Editorial published 03/16/2005 in the Washington Post

Cecil E. Roberts
International President, United Mine Workers of America

Last year more than 6,000 miners died in fires, floods and explosions in China's coal mines. That's a staggering average of 16 deaths per day. Sadly, this average was dwarfed on Valentine's Day, when 214 coal miners perished in a single violent explosion at the Sunjiawan mine in northeastern Liaoning province. It was China's worst coal mine disaster in several decades. The United Mine Workers of America (UMWA) mourns the tragic loss of these Chinese miners, and we join the world in calling on China to get serious about coal mine health and safety and stop this madness.

In developing nations such as China, India and Ukraine, the growing number of coal mine accidents -- and deaths -- constantly reminds the UMWA of why coal miners' health and safety must take priority over increased operator profits -- both here and abroad. The world's ever-increasing demand for cheap energy cannot be allowed to supersede the need for coal miners to have the best health and safety protections available.

In the United States we have been fortunate that the number of coal mining deaths has declined steeply. In the early 20th century, the number of deaths in America's coal mining industry nearly equaled the numbers that some of these developing nations are experiencing today.

Things are much better now, and I attribute a large part of the nation's turnaround to the activism and diligence of UMWA members nationwide. They fought long and hard to win passage of the 1969 Coal Mine Safety and Health Act, and because of that legislation, coal mining deaths have declined significantly in the United States.

In 2003, a new generation of Chinese leaders publicly indicated their support for increased worker safety protections. The new leaders even enacted the country's first national safety laws. But judging by last year's 6,000-plus coal mining deaths -- and now the Valentine's Day explosion -- it is clear that China's leaders still have a very long way to go, particularly with respect to the nation's coal mining industry. What is also clear is that it is way past time for China's actions to start matching its rhetoric.

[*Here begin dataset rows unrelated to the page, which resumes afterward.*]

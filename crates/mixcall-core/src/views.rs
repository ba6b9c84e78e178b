use serde::Serialize;

use crate::config::SessionConfig;
use crate::errors::MixcallError;

#[derive(Debug, Serialize)]
struct ViewPatch<'a> {
    op: &'a str,
    path: &'a str,
    value: &'a str,
}

/// Marks a published stream as part of the server-composed common view.
///
/// The session treats this as fire-and-forget: failure is logged, never
/// propagated, and the publication is not rolled back.
pub struct ViewClient {
    http: reqwest::Client,
}

impl ViewClient {
    pub fn new(http: reqwest::Client) -> Self {
        Self { http }
    }

    /// One `PATCH {base}rooms/{conference_id}/streams/{publication_id}`
    /// with a single JSON-Patch replace on `/info/inViews`.
    pub async fn tag_for_common_view(
        &self,
        config: &SessionConfig,
        conference_id: &str,
        publication_id: &str,
    ) -> Result<(), MixcallError> {
        let base = config.server_base();
        if base.is_empty() {
            return Err(MixcallError::Configuration(
                "server base URL is not set".into(),
            ));
        }

        let url = format!("{base}rooms/{conference_id}/streams/{publication_id}");
        let body = [ViewPatch {
            op: "replace",
            path: "/info/inViews",
            value: "common",
        }];

        tracing::debug!("tagging publication {publication_id} for common view in {conference_id}");

        let resp = self
            .http
            .patch(&url)
            .json(&body)
            .send()
            .await
            .map_err(|e| MixcallError::Tag(e.to_string()))?;

        if !resp.status().is_success() {
            return Err(MixcallError::Tag(format!(
                "view patch returned status {}",
                resp.status()
            )));
        }

        Ok(())
    }
}
use base64::engine::general_purpose::STANDARD as BASE64;
use base64::Engine as _;
use serde::Serialize;

use crate::config::SessionConfig;
use crate::errors::MixcallError;

/// Short-lived credential authorizing exactly one join.
#[derive(Debug, Clone)]
pub struct Token(String);

impl Token {
    pub fn as_str(&self) -> &str {
        &self.0
    }
}

impl From<String> for Token {
    fn from(raw: String) -> Self {
        Self(raw)
    }
}

#[derive(Debug, Serialize)]
struct TokenRequest<'a> {
    room: &'a str,
    username: &'a str,
    role: &'a str,
}

/// Requests a session token from the signaling server.
pub struct TokenClient {
    http: reqwest::Client,
}

impl TokenClient {
    pub fn new(http: reqwest::Client) -> Self {
        Self { http }
    }

    /// One `POST {base}createToken/`; the response body is base64-encoded
    /// UTF-8 text holding the token.
    ///
    /// No retry. Transport and server errors surface as `Transport`, an
    /// undecodable body as `Decoding`. An empty server base fails with
    /// `Configuration` before any request is made.
    pub async fn request_token(&self, config: &SessionConfig) -> Result<Token, MixcallError> {
        let base = config.server_base();
        if base.is_empty() {
            return Err(MixcallError::Configuration(
                "server base URL is not set".into(),
            ));
        }

        let url = format!("{base}createToken/");
        let body = TokenRequest {
            room: config.room().unwrap_or(""),
            username: config.username(),
            role: config.role(),
        };

        tracing::info!("requesting token from {url}");

        let resp = self
            .http
            .post(&url)
            .json(&body)
            .send()
            .await
            .map_err(|e| MixcallError::Transport(e.to_string()))?;

        if !resp.status().is_success() {
            return Err(MixcallError::Transport(format!(
                "token endpoint returned status {}",
                resp.status()
            )));
        }

        let raw = resp
            .bytes()
            .await
            .map_err(|e| MixcallError::Transport(e.to_string()))?;

        let decoded = BASE64
            .decode(raw.as_ref())
            .map_err(|e| MixcallError::Decoding(format!("token body is not base64: {e}")))?;
        let token = String::from_utf8(decoded)
            .map_err(|e| MixcallError::Decoding(format!("token is not UTF-8: {e}")))?;

        Ok(Token(token))
    }
}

The UMWA calls on the Bush administration, Congress and world leaders to put far more pressure on China to begin implementing true health and safety protections for the country's coal miners and all its other workers. We believe the conditions many Chinese coal miners are forced to work under today may be worse than the conditions American coal miners endured from the late 1800s to the early-to-mid-1900s. That is an outrage, and it must be immediately rectified. Another way China should address the problem is to allow its workers to belong to legitimate, free trade unions.

Many pro-business and anti-worker forces continue to denounce organized labor's relentless pursuit to ensure that America's trade agreements include worker protections. What is happening in China's coal industry is a perfect example of why we will continue to do so. Workers' lives depend on it.